___ Record extracts ___

//! Report assembly.
//!
//! Pure projections over the budget store and utilization aggregator;
//! nothing here writes. Grouped outputs use ordered maps so report rows
//! come back in a stable order regardless of store iteration order.

use std::collections::BTreeMap;
use std::sync::Arc;

use rust_decimal::Decimal;

use crate::budget::{Budget, BudgetFilter, BudgetStore};
use crate::directory::{FundDirectory, LedgerDirectory};
use crate::utilization::{utilization_percent, UtilizationService};
use mandira_shared::config::AppConfig;
use mandira_shared::types::LedgerId;

use super::types::{
    BudgetReportRow, CategoryBuckets, ComparisonReport, ComparisonRow, GroupBy, LedgerWiseRow,
    SummaryReport, SummaryTotals, UtilizationReport, VarianceStatus,
};

/// Builds summary, comparison, and utilization reports.
pub struct ReportService {
    store: Arc<BudgetStore>,
    utilization: UtilizationService,
    funds: Arc<dyn FundDirectory>,
    ledgers: Arc<dyn LedgerDirectory>,
    config: AppConfig,
}

impl ReportService {
    /// Creates a report service over the given store and aggregator.
    #[must_use]
    pub fn new(
        store: Arc<BudgetStore>,
        utilization: UtilizationService,
        funds: Arc<dyn FundDirectory>,
        ledgers: Arc<dyn LedgerDirectory>,
        config: AppConfig,
    ) -> Self {
        Self {
            store,
            utilization,
            funds,
            ledgers,
            config,
        }
    }

    /// Summary report: one row per matching budget plus totals over
    /// exactly those rows.
    #[must_use]
    pub fn summary(&self, filter: &BudgetFilter) -> SummaryReport {
        let budgets = self.rows(filter);

        let summary = SummaryTotals {
            total_budget_amount: budgets.iter().map(|r| r.budget_amount).sum(),
            total_utilized: budgets.iter().map(|r| r.utilized).sum(),
            total_remaining: budgets.iter().map(|r| r.remaining).sum(),
            total_budgets: budgets.len() as u64,
        };

        tracing::debug!(rows = budgets.len(), "summary report assembled");
        SummaryReport {
            currency: self.config.currency.clone(),
            budgets,
            summary,
        }
    }

    /// Comparison report: budgets aggregated along one grouping axis.
    #[must_use]
    pub fn comparison(&self, group_by: GroupBy, filter: &BudgetFilter) -> ComparisonReport {
        let mut groups: BTreeMap<String, (Decimal, Decimal, u64)> = BTreeMap::new();
        for row in self.rows(filter) {
            let key = match group_by {
                GroupBy::Fund => row.fund_name.clone(),
                GroupBy::Status => row.status.as_str().to_string(),
                GroupBy::Month => row.period.from.format("%Y-%m").to_string(),
            };
            let entry = groups.entry(key).or_default();
            entry.0 += row.budget_amount;
            entry.1 += row.utilized;
            entry.2 += 1;
        }

        let comparisons = groups
            .into_iter()
            .map(|(key, (total_budget, total_utilized, budget_count))| ComparisonRow {
                key,
                total_budget,
                total_utilized,
                total_remaining: total_budget - total_utilized,
                utilization_rate: utilization_percent(total_utilized, total_budget),
                budget_count,
            })
            .collect();

        ComparisonReport {
            currency: self.config.currency.clone(),
            group_by,
            comparisons,
        }
    }

    /// Utilization report: bucket counts, per-budget rows, and a
    /// ledger-wise breakdown across all matching budgets.
    #[must_use]
    pub fn utilization(&self, filter: &BudgetFilter) -> UtilizationReport {
        let matching = self.store.find(filter);

        let mut summary = CategoryBuckets::default();
        let mut ledger_totals: BTreeMap<LedgerId, (Decimal, Decimal)> = BTreeMap::new();
        let mut budgets = Vec::with_capacity(matching.len());

        for budget in &matching {
            let figures = self.utilization.utilization_for(budget);
            summary.record(figures.category);
            for item in &figures.per_item {
                let entry = ledger_totals.entry(item.ledger_id).or_default();
                entry.0 += item.budgeted;
                entry.1 += item.utilized;
            }
            budgets.push(self.row(budget));
        }

        let mut ledger_wise: Vec<LedgerWiseRow> = ledger_totals
            .into_iter()
            .map(|(ledger_id, (budgeted, utilized))| LedgerWiseRow {
                ledger_id,
                ledger_name: self
                    .ledgers
                    .get(ledger_id)
                    .map_or_else(|| ledger_id.to_string(), |l| l.name),
                budgeted,
                utilized,
                remaining: budgeted - utilized,
                percent: utilization_percent(utilized, budgeted),
            })
            .collect();
        ledger_wise.sort_by(|a, b| a.ledger_name.cmp(&b.ledger_name));

        UtilizationReport {
            currency: self.config.currency.clone(),
            summary,
            budgets,
            ledger_wise,
        }
    }

    fn rows(&self, filter: &BudgetFilter) -> Vec<BudgetReportRow> {
        self.store
            .find(filter)
            .iter()
            .map(|budget| self.row(budget))
            .collect()
    }

    fn row(&self, budget: &Budget) -> BudgetReportRow {
        let figures = self.utilization.utilization_for(budget);
        let variance = budget.amount - figures.total_utilized;
        BudgetReportRow {
            budget_id: budget.id,
            name: budget.name.clone(),
            fund_id: budget.fund_id,
            fund_name: self
                .funds
                .get(budget.fund_id)
                .map_or_else(|| budget.fund_id.to_string(), |f| f.name),
            status: budget.status,
            period: budget.period,
            budget_amount: budget.amount,
            utilized: figures.total_utilized,
            remaining: budget.amount - figures.total_utilized,
            utilization_percent: figures.utilization_percent,
            category: figures.category,
            variance,
            variance_status: VarianceStatus::classify(variance),
        }
    }
}
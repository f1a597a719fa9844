//! Budget error types.

use chrono::NaiveDate;
use rust_decimal::Decimal;
use thiserror::Error;

use mandira_shared::types::{BudgetId, FundId, LedgerId};
use mandira_shared::AppError;

/// Budget-related errors.
#[derive(Debug, Error)]
pub enum BudgetError {
    /// Budget not found.
    #[error("Budget not found: {0}")]
    NotFound(BudgetId),

    /// Declared amount does not equal the sum of item amounts.
    #[error("Budget amount {declared} does not match item sum {items}")]
    ItemSumMismatch {
        /// The declared budget amount.
        declared: Decimal,
        /// The sum of item amounts.
        items: Decimal,
    },

    /// Amount cannot be negative.
    #[error("Amount cannot be negative")]
    NegativeAmount,

    /// Budget name is required.
    #[error("Budget name is required")]
    NameRequired,

    /// A budget must have at least one item.
    #[error("Budget must have at least one item")]
    EmptyItems,

    /// Date range start is after its end.
    #[error("Invalid date range: {from} is after {to}")]
    InvalidDateRange {
        /// Range start.
        from: NaiveDate,
        /// Range end.
        to: NaiveDate,
    },

    /// Fund does not exist.
    #[error("Fund not found: {0}")]
    FundNotFound(FundId),

    /// Ledger does not exist.
    #[error("Ledger not found: {0}")]
    LedgerNotFound(LedgerId),

    /// Amounts and items can only change while the budget is a draft.
    #[error("Budget {0} is no longer editable")]
    NotEditable(BudgetId),

    /// The period cannot change once the budget has left draft.
    #[error("Budget {0} period is locked")]
    PeriodLocked(BudgetId),

    /// Only draft budgets may be deleted.
    #[error("Budget {0} is not a draft and cannot be deleted")]
    DeleteNotDraft(BudgetId),
}

impl BudgetError {
    /// Returns the HTTP status code for this error.
    #[must_use]
    pub const fn status_code(&self) -> u16 {
        match self {
            Self::NotFound(_) => 404,
            Self::ItemSumMismatch { .. }
            | Self::NegativeAmount
            | Self::NameRequired
            | Self::EmptyItems
            | Self::InvalidDateRange { .. } => 400,
            Self::FundNotFound(_) | Self::LedgerNotFound(_) => 422,
            Self::NotEditable(_) | Self::PeriodLocked(_) | Self::DeleteNotDraft(_) => 409,
        }
    }

    /// Returns the error code for API responses.
    #[must_use]
    pub const fn error_code(&self) -> &'static str {
        match self {
            Self::NotFound(_) => "BUDGET_NOT_FOUND",
            Self::ItemSumMismatch { .. } => "ITEM_SUM_MISMATCH",
            Self::NegativeAmount => "NEGATIVE_AMOUNT",
            Self::NameRequired => "NAME_REQUIRED",
            Self::EmptyItems => "EMPTY_ITEMS",
            Self::InvalidDateRange { .. } => "INVALID_DATE_RANGE",
            Self::FundNotFound(_) => "FUND_NOT_FOUND",
            Self::LedgerNotFound(_) => "LEDGER_NOT_FOUND",
            Self::NotEditable(_) => "BUDGET_NOT_EDITABLE",
            Self::PeriodLocked(_) => "BUDGET_PERIOD_LOCKED",
            Self::DeleteNotDraft(_) => "DELETE_NOT_DRAFT",
        }
    }
}

impl From<BudgetError> for AppError {
    fn from(err: BudgetError) -> Self {
        let message = err.to_string();
        match err {
            BudgetError::NotFound(_) => Self::NotFound(message),
            BudgetError::ItemSumMismatch { .. }
            | BudgetError::NegativeAmount
            | BudgetError::NameRequired
            | BudgetError::EmptyItems
            | BudgetError::InvalidDateRange { .. } => Self::Validation(message),
            BudgetError::FundNotFound(_) | BudgetError::LedgerNotFound(_) => {
                Self::Referential(message)
            }
            BudgetError::NotEditable(_)
            | BudgetError::PeriodLocked(_)
            | BudgetError::DeleteNotDraft(_) => Self::Conflict(message),
        }
    }
}
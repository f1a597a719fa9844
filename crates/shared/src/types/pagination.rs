//! Pagination types for list operations.

use serde::{Deserialize, Serialize};

/// Request parameters for paginated queries.
#[derive(Debug, Clone, Copy, Serialize, Deserialize)]
pub struct PageRequest {
    /// Page number (1-indexed).
    #[serde(default = "default_page")]
    pub page: u32,
    /// Number of items per page.
    #[serde(default = "default_per_page")]
    pub per_page: u32,
}

fn default_page() -> u32 {
    1
}

fn default_per_page() -> u32 {
    20
}

impl Default for PageRequest {
    fn default() -> Self {
        Self {
            page: default_page(),
            per_page: default_per_page(),
        }
    }
}

impl PageRequest {
    /// Calculates the offset into the result set.
    #[must_use]
    pub fn offset(&self) -> usize {
        (self.page.saturating_sub(1) as usize) * (self.per_page as usize)
    }

    /// Returns the page size limit.
    #[must_use]
    pub fn limit(&self) -> usize {
        self.per_page as usize
    }

    /// Returns a copy with `per_page` capped at `max`.
    #[must_use]
    pub fn capped(self, max: u32) -> Self {
        Self {
            page: self.page.max(1),
            per_page: self.per_page.clamp(1, max),
        }
    }
}

/// Response wrapper for paginated data.
#[derive(Debug, Clone, Serialize, Deserialize)]
pub struct PageResponse<T> {
    /// The items in the current page.
    pub data: Vec<T>,
    /// Pagination metadata.
    pub meta: PageMeta,
}

/// Pagination metadata.
#[derive(Debug, Clone, Serialize, Deserialize)]
pub struct PageMeta {
    /// Current page number.
    pub page: u32,
    /// Items per page.
    pub per_page: u32,
    /// Total number of items across all pages.
    pub total: u64,
    /// Total number of pages.
    pub total_pages: u32,
}

impl<T> PageResponse<T> {
    /// Creates a new paginated response.
    #[must_use]
    pub fn new(data: Vec<T>, page: u32, per_page: u32, total: u64) -> Self {
        let total_pages = if total == 0 {
            1
        } else {
            let per = u64::from(per_page.max(1));
            u32::try_from(total.div_ceil(per)).unwrap_or(u32::MAX)
        };

        Self {
            data,
            meta: PageMeta {
                page,
                per_page,
                total,
                total_pages,
            },
        }
    }
}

___

Exercise description »
Now copy each line of the entries that mentions "paginated".

Response box »
/// Request parameters for paginated queries.
/// Response wrapper for paginated data.
    /// Creates a new paginated response.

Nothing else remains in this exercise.